What you are asked to do => Nothing but the line holding "fasting window closes" and the lines after it, through the end of the records, should be set down, each exactly as it is.
----- Records provided
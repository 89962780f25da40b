//! Tick loop tests
//!
//! Run on tokio's paused clock so interval ticks happen instantly and
//! at exact offsets.

use chrono::{DateTime, Duration as ChronoDuration, TimeZone, Utc};
use fasting_tracker_core::{FastRecord, Phase, TimerState};
use fasting_tracker_ticker::{Clock, TickOutcome, Ticker};
use std::future::pending;
use std::time::Duration;
use tokio::sync::watch;
use tokio::time::{sleep, Instant};

/// Wall clock that follows tokio's (paused) time from a fixed anchor
struct TokioClock {
    anchor: DateTime<Utc>,
    started: Instant,
}

impl TokioClock {
    fn starting_at(anchor: DateTime<Utc>) -> Self {
        Self {
            anchor,
            started: Instant::now(),
        }
    }
}

impl Clock for TokioClock {
    fn now(&self) -> DateTime<Utc> {
        let elapsed = ChronoDuration::from_std(self.started.elapsed()).unwrap();
        self.anchor + elapsed
    }
}

fn t0() -> DateTime<Utc> {
    Utc.with_ymd_and_hms(2024, 3, 1, 20, 0, 0).unwrap()
}

fn sixteen_hour_fast() -> FastRecord {
    FastRecord {
        target_duration_hours: Some(16.0),
        fast_target_end_at: Some(t0() + ChronoDuration::hours(16)),
        ..FastRecord::started_at(t0())
    }
}

fn ticker_at(offset: ChronoDuration) -> Ticker<TokioClock> {
    Ticker::with_clock(TokioClock::starting_at(t0() + offset), Duration::from_secs(1))
}

#[tokio::test(start_paused = true)]
async fn test_ticks_once_per_interval_until_shutdown() {
    let ticker = ticker_at(ChronoDuration::hours(8));
    let (_tx, rx) = watch::channel(Some(sixteen_hour_fast()));
    let mut states: Vec<TimerState> = Vec::new();

    let outcome = ticker
        .run(rx, |s| states.push(s.clone()), sleep(Duration::from_millis(3500)))
        .await;

    assert_eq!(outcome, TickOutcome::Shutdown);
    assert_eq!(states.len(), 4);
    for (i, state) in states.iter().enumerate() {
        assert_eq!(state.elapsed_ms, 8 * 3_600_000 + i as i64 * 1000);
        assert_eq!(state.phase, Phase::FastingWindow);
    }
    assert_eq!(states[0].progress, Some(0.5));
}

#[tokio::test(start_paused = true)]
async fn test_stops_after_fast_is_closed() {
    let ticker = ticker_at(ChronoDuration::hours(10));
    let (tx, rx) = watch::channel(Some(sixteen_hour_fast()));
    let mut states: Vec<TimerState> = Vec::new();

    let closed = FastRecord {
        end_at: Some(t0() + ChronoDuration::hours(10) + ChronoDuration::seconds(2)),
        ..sixteen_hour_fast()
    };

    let (outcome, _) = tokio::join!(
        ticker.run(rx, |s| states.push(s.clone()), pending()),
        async {
            sleep(Duration::from_millis(2500)).await;
            tx.send(Some(closed)).unwrap();
        }
    );

    assert_eq!(outcome, TickOutcome::FastClosed);
    // 0s, 1s, 2s on the interval, then the update at 2.5s
    assert_eq!(states.len(), 4);
    let last = states.last().unwrap();
    assert_eq!(last.elapsed_ms, 10 * 3_600_000 + 2000);
    assert_eq!(last.now, t0() + ChronoDuration::hours(10) + ChronoDuration::milliseconds(2500));
}

#[tokio::test(start_paused = true)]
async fn test_no_fast_emits_idle_state_once() {
    let ticker = ticker_at(ChronoDuration::zero());
    let (_tx, rx) = watch::channel(None);
    let mut states: Vec<TimerState> = Vec::new();

    let outcome = ticker.run(rx, |s| states.push(s.clone()), pending()).await;

    assert_eq!(outcome, TickOutcome::NoActiveFast);
    assert_eq!(states.len(), 1);
    assert_eq!(states[0].phase_label, "no active fast");
}

#[tokio::test(start_paused = true)]
async fn test_closed_fast_emits_frozen_state_once() {
    let ticker = ticker_at(ChronoDuration::days(2));
    let closed = FastRecord {
        end_at: Some(t0() + ChronoDuration::hours(18)),
        ..sixteen_hour_fast()
    };
    let (_tx, rx) = watch::channel(Some(closed));
    let mut states: Vec<TimerState> = Vec::new();

    let outcome = ticker.run(rx, |s| states.push(s.clone()), pending()).await;

    assert_eq!(outcome, TickOutcome::FastClosed);
    assert_eq!(states.len(), 1);
    assert_eq!(states[0].elapsed_hours, 18.0);
    assert!(states[0].is_over_target);
    assert_eq!(states[0].progress, Some(1.0));
}

#[tokio::test(start_paused = true)]
async fn test_dropped_source_stops_loop() {
    let ticker = ticker_at(ChronoDuration::hours(1));
    let (tx, rx) = watch::channel(Some(sixteen_hour_fast()));
    drop(tx);
    let mut ticks = 0;

    let outcome = ticker.run(rx, |_| ticks += 1, pending()).await;

    assert_eq!(outcome, TickOutcome::SourceClosed);
    assert_eq!(ticks, 1);
}

#[tokio::test(start_paused = true)]
async fn test_phase_changes_at_fasting_window_end() {
    // Start 1.5s before the fasting window closes
    let ticker = ticker_at(ChronoDuration::hours(16) - ChronoDuration::milliseconds(1500));
    let (_tx, rx) = watch::channel(Some(sixteen_hour_fast()));
    let mut phases = Vec::new();

    let outcome = ticker
        .run(rx, |s| phases.push(s.phase), sleep(Duration::from_millis(2500)))
        .await;

    assert_eq!(outcome, TickOutcome::Shutdown);
    assert_eq!(
        phases,
        vec![Phase::FastingWindow, Phase::FastingWindow, Phase::OutsideWindows]
    );
}

#[tokio::test(start_paused = true)]
async fn test_opening_a_fast_starts_ticking_from_update() {
    let ticker = ticker_at(ChronoDuration::hours(2));
    let (tx, rx) = watch::channel(Some(sixteen_hour_fast()));
    let mut states: Vec<TimerState> = Vec::new();

    let restarted = FastRecord::started_at(t0() + ChronoDuration::hours(2));

    let (outcome, _) = tokio::join!(
        ticker.run(rx, |s| states.push(s.clone()), sleep(Duration::from_millis(2200))),
        async {
            sleep(Duration::from_millis(500)).await;
            tx.send(Some(restarted)).unwrap();
        }
    );

    assert_eq!(outcome, TickOutcome::Shutdown);
    // 0s (old fast), 0.5s (update), 1s, 2s
    let elapsed: Vec<i64> = states.iter().map(|s| s.elapsed_ms).collect();
    assert_eq!(elapsed, vec![2 * 3_600_000, 500, 1000, 2000]);
    assert_eq!(states[3].progress, None);
}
----------
Response for this exercise =>
    // Start 1.5s before the fasting window closes
    let ticker = ticker_at(ChronoDuration::hours(16) - ChronoDuration::milliseconds(1500));
    let (_tx, rx) = watch::channel(Some(sixteen_hour_fast()));
    let mut phases = Vec::new();

    let outcome = ticker
        .run(rx, |s| phases.push(s.phase), sleep(Duration::from_millis(2500)))
        .await;

    assert_eq!(outcome, TickOutcome::Shutdown);
    assert_eq!(
        phases,
        vec![Phase::FastingWindow, Phase::FastingWindow, Phase::OutsideWindows]
    );
}

#[tokio::test(start_paused = true)]
async fn test_opening_a_fast_starts_ticking_from_update() {
    let ticker = ticker_at(ChronoDuration::hours(2));
    let (tx, rx) = watch::channel(Some(sixteen_hour_fast()));
    let mut states: Vec<TimerState> = Vec::new();

    let restarted = FastRecord::started_at(t0() + ChronoDuration::hours(2));

    let (outcome, _) = tokio::join!(
        ticker.run(rx, |s| states.push(s.clone()), sleep(Duration::from_millis(2200))),
        async {
            sleep(Duration::from_millis(500)).await;
            tx.send(Some(restarted)).unwrap();
        }
    );

    assert_eq!(outcome, TickOutcome::Shutdown);
    // 0s (old fast), 0.5s (update), 1s, 2s
    let elapsed: Vec<i64> = states.iter().map(|s| s.elapsed_ms).collect();
    assert_eq!(elapsed, vec![2 * 3_600_000, 500, 1000, 2000]);
    assert_eq!(states[3].progress, None);
}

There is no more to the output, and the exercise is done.